By trying to push it away and remove it from my experience, then, I was mixing up my own recipe for a life of limited potential and of achieving only what happened to fall into my lap. If I learned to be aware of it and recognize it for what it is, however, I could take the same ingredients and use them to cook up a life of unlimited potential and growth.

You can’t have change, innovation, creativity, and originality—in other words, life—without insecurity, uncertainty, and fear. And so by embracing these fundamental states and changing how you see fear, you can begin to use them to your advantage and live a full life.

This isn’t about, say, giving in to the fact that leaving your job is terrifying and so getting it over with as quickly as possible. That would mean still categorizing fear as an unwanted foe and trying to conquer it through blind action.

This is about welcoming fear as a valuable and even desirable part of your experience. It’s about noticing that when you feel terrified about leaving your job, the feeling is saying wow, you must be doing something really challenging and/or meaningful. It’s learning to see fear as a guide that’s there to help you. It might also suggest that you want to prepare yourself, and wait until after your next paycheck, but if deep down, you want to do something different, the fear is telling you “keep going in this direction, you’re on the right track.”

It’s only by bringing fear, with all its demons, into the light that we can begin to unravel the excuses we have piled upon them—many of which we don’t know are even there until we look. We can then see fear without any pretense, without any doubt, and only then embrace it as the true ally and source of life it really is.
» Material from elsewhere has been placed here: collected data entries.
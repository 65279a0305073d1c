//! Services, the top-level delivery configuration objects.
//!
//! | Operation | Verb | Path |
//! |-----------|------|------|
//! | [`Service::create`] | POST | `/service` |
//! | [`Service::list`] | GET | `/service` |
//! | [`Service::get`] | GET | `/service/{id}` |
//! | [`Service::get_details`] | GET | `/service/{id}/details` |
//! | [`Service::update`] | PUT | `/service/{id}` |
//! | [`Service::delete`] | DELETE | `/service/{id}` |
//! | [`Service::search`] | GET | `/service/search?name=` |

use chrono::{DateTime, Utc};
use serde::{Deserialize, Serialize};

use super::{PageParams, Version};
use crate::clients::RestClient;
use crate::rest::errors::require;
use crate::rest::{encode_query, join_path, resource, ApiError, ValidationError};

/// Whether a service runs VCL or a compiled Wasm package.
#[derive(Debug, Clone, Copy, PartialEq, Eq, Serialize, Deserialize)]
#[serde(rename_all = "lowercase")]
pub enum ServiceType {
    Vcl,
    Wasm,
    #[serde(other)]
    Unknown,
}

/// A service as returned by create, get, list and search.
#[derive(Debug, Clone, Default, PartialEq, Eq, Deserialize)]
pub struct Service {
    #[serde(default)]
    pub id: Option<String>,
    #[serde(default)]
    pub name: Option<String>,
    #[serde(default)]
    pub comment: Option<String>,
    #[serde(default)]
    pub customer_id: Option<String>,
    #[serde(default, rename = "type")]
    pub service_type: Option<ServiceType>,
    /// Number of the active version, if any.
    #[serde(default, rename = "version")]
    pub active_version: Option<u32>,
    #[serde(default)]
    pub versions: Vec<Version>,
    #[serde(default)]
    pub created_at: Option<DateTime<Utc>>,
    #[serde(default)]
    pub updated_at: Option<DateTime<Utc>>,
    #[serde(default)]
    pub deleted_at: Option<DateTime<Utc>>,
}

/// A service with its active and requested versions expanded.
#[derive(Debug, Clone, Default, PartialEq, Eq, Deserialize)]
pub struct ServiceDetail {
    #[serde(default)]
    pub id: Option<String>,
    #[serde(default)]
    pub name: Option<String>,
    #[serde(default)]
    pub comment: Option<String>,
    #[serde(default)]
    pub customer_id: Option<String>,
    #[serde(default, rename = "type")]
    pub service_type: Option<ServiceType>,
    #[serde(default)]
    pub active_version: Option<Version>,
    /// The requested version, or the latest one.
    #[serde(default)]
    pub version: Option<Version>,
    #[serde(default)]
    pub versions: Vec<Version>,
    #[serde(default)]
    pub created_at: Option<DateTime<Utc>>,
    #[serde(default)]
    pub updated_at: Option<DateTime<Utc>>,
    #[serde(default)]
    pub deleted_at: Option<DateTime<Utc>>,
}

/// Input of [`Service::create`].
#[derive(Debug, Clone, Default, PartialEq, Eq, Serialize)]
pub struct CreateServiceInput {
    #[serde(skip_serializing_if = "Option::is_none")]
    pub name: Option<String>,
    #[serde(skip_serializing_if = "Option::is_none")]
    pub comment: Option<String>,
    #[serde(rename = "type", skip_serializing_if = "Option::is_none")]
    pub service_type: Option<ServiceType>,
}

/// Input of [`Service::get`].
#[derive(Debug, Clone, Default, PartialEq, Eq)]
pub struct GetServiceInput {
    pub service_id: String,
}

/// Input of [`Service::get_details`].
#[derive(Debug, Clone, Default, PartialEq, Eq, Serialize)]
pub struct GetServiceDetailsInput {
    #[serde(skip)]
    pub service_id: String,
    /// Version to expand instead of the latest one.
    #[serde(skip_serializing_if = "Option::is_none")]
    pub version: Option<u32>,
}

/// Input of [`Service::list`].
#[derive(Debug, Clone, Default, PartialEq, Eq)]
pub struct ListServicesInput {
    pub page: PageParams,
}

/// Input of [`Service::update`].
#[derive(Debug, Clone, Default, PartialEq, Eq, Serialize)]
pub struct UpdateServiceInput {
    #[serde(skip)]
    pub service_id: String,
    #[serde(skip_serializing_if = "Option::is_none")]
    pub name: Option<String>,
    #[serde(skip_serializing_if = "Option::is_none")]
    pub comment: Option<String>,
}

/// Input of [`Service::delete`].
#[derive(Debug, Clone, Default, PartialEq, Eq)]
pub struct DeleteServiceInput {
    pub service_id: String,
}

/// Input of [`Service::search`].
#[derive(Debug, Clone, Default, PartialEq, Eq, Serialize)]
pub struct SearchServiceInput {
    pub name: String,
}

fn service_path(service_id: &str, tail: &[&str]) -> Result<String, ValidationError> {
    require(service_id, ValidationError::MissingServiceId)?;
    let mut segments = vec!["service", service_id];
    segments.extend_from_slice(tail);
    Ok(join_path(&segments))
}

impl Service {
    /// Creates a service.
    ///
    /// # Errors
    ///
    /// Returns any error of the round trip.
    pub async fn create(client: &RestClient, input: &CreateServiceInput) -> Result<Self, ApiError> {
        resource::post(client, &join_path(&["service"]), input).await
    }

    /// Fetches a service.
    ///
    /// # Errors
    ///
    /// Returns [`ApiError::Validation`] for a missing service id, otherwise
    /// any error of the round trip.
    pub async fn get(client: &RestClient, input: &GetServiceInput) -> Result<Self, ApiError> {
        let path = service_path(&input.service_id, &[])?;
        resource::get(client, &path, None).await
    }

    /// Fetches a service with its versions expanded.
    ///
    /// # Errors
    ///
    /// Same as [`Service::get`].
    pub async fn get_details(
        client: &RestClient,
        input: &GetServiceDetailsInput,
    ) -> Result<ServiceDetail, ApiError> {
        let path = service_path(&input.service_id, &["details"])?;
        let query = encode_query(input)?;
        resource::get(client, &path, Some(query)).await
    }

    /// Lists one page of services.
    ///
    /// # Errors
    ///
    /// Returns any error of the round trip.
    pub async fn list(client: &RestClient, input: &ListServicesInput) -> Result<Vec<Self>, ApiError> {
        let query = encode_query(&input.page)?;
        resource::get(client, &join_path(&["service"]), Some(query)).await
    }

    /// Renames a service or changes its comment.
    ///
    /// # Errors
    ///
    /// Same as [`Service::get`].
    pub async fn update(client: &RestClient, input: &UpdateServiceInput) -> Result<Self, ApiError> {
        let path = service_path(&input.service_id, &[])?;
        resource::put(client, &path, Some(input)).await
    }

    /// Deletes a service.
    ///
    /// # Errors
    ///
    /// Same as [`Service::get`]; any status but 204 is an error.
    pub async fn delete(client: &RestClient, input: &DeleteServiceInput) -> Result<(), ApiError> {
        let path = service_path(&input.service_id, &[])?;
        resource::delete(client, &path).await
    }

    /// Finds a service by exact name.
    ///
    /// # Errors
    ///
    /// Returns [`ApiError::Validation`] for a missing name, otherwise any
    /// error of the round trip.
    pub async fn search(client: &RestClient, input: &SearchServiceInput) -> Result<Self, ApiError> {
        require(&input.name, ValidationError::MissingName)?;
        let query = encode_query(input)?;
        resource::get(client, &join_path(&["service", "search"]), Some(query)).await
    }
}

#[cfg(test)]
mod tests {
    use super::*;
    use serde_json::json;

    #[test]
    fn test_service_path() {
        assert_eq!(service_path("SVC", &[]).unwrap(), "/service/SVC");
        assert_eq!(
            service_path("SVC", &["details"]).unwrap(),
            "/service/SVC/details"
        );
        assert_eq!(
            service_path("", &[]),
            Err(ValidationError::MissingServiceId)
        );
    }

    #[test]
    fn test_create_service_body() {
        let input = CreateServiceInput {
            name: Some("my-site".to_string()),
            comment: None,
            service_type: Some(ServiceType::Wasm),
        };
        assert_eq!(
            serde_json::to_value(&input).unwrap(),
            json!({"name": "my-site", "type": "wasm"})
        );
    }

    #[test]
    fn test_service_detail_deserializes_versions() {
        let detail: ServiceDetail = serde_json::from_str(
            r#"{
                "id": "SVC",
                "name": "my-site",
                "type": "vcl",
                "active_version": {"number": 2, "active": true, "locked": true},
                "version": {"number": 3, "active": false, "locked": false},
                "versions": [{"number": 1}, {"number": 2}, {"number": 3}]
            }"#,
        )
        .unwrap();

        assert_eq!(detail.service_type, Some(ServiceType::Vcl));
        assert_eq!(detail.active_version.and_then(|v| v.number), Some(2));
        assert_eq!(detail.version.and_then(|v| v.number), Some(3));
        assert_eq!(detail.versions.len(), 3);
    }

    #[test]
    fn test_unknown_service_type_is_tolerated() {
        let service: Service = serde_json::from_str(r#"{"type":"edge"}"#).unwrap();
        assert_eq!(service.service_type, Some(ServiceType::Unknown));
    }

    #[test]
    fn test_details_query_holds_version_only() {
        let input = GetServiceDetailsInput {
            service_id: "SVC".to_string(),
            version: Some(4),
        };
        assert_eq!(
            encode_query(&input).unwrap(),
            vec![("version".to_string(), "4".to_string())]
        );
    }
}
And if you immediately think you can’t do it, are overcome by your poor track record, or just immediately zone out or want to run and hide, notice this as the doubting mind. Beat it at its own game and doubt it. And then ask yourself, what sort of life do you choose to lead: one of comfort, dissatisfaction, and surety, or one of adventure, fulfillment, and the thrill of diving into the unknown?

About Joseph Pennington

Joseph Pennington is a freelance writer, Master's student of Mindfulness, and the creator of the mindfulness voice app, Bebot: The Three Minute Breathing Space. Find out more about the breathing space and hear directly from Bebot, your mindful robot friend, by subscribing to her newsletter.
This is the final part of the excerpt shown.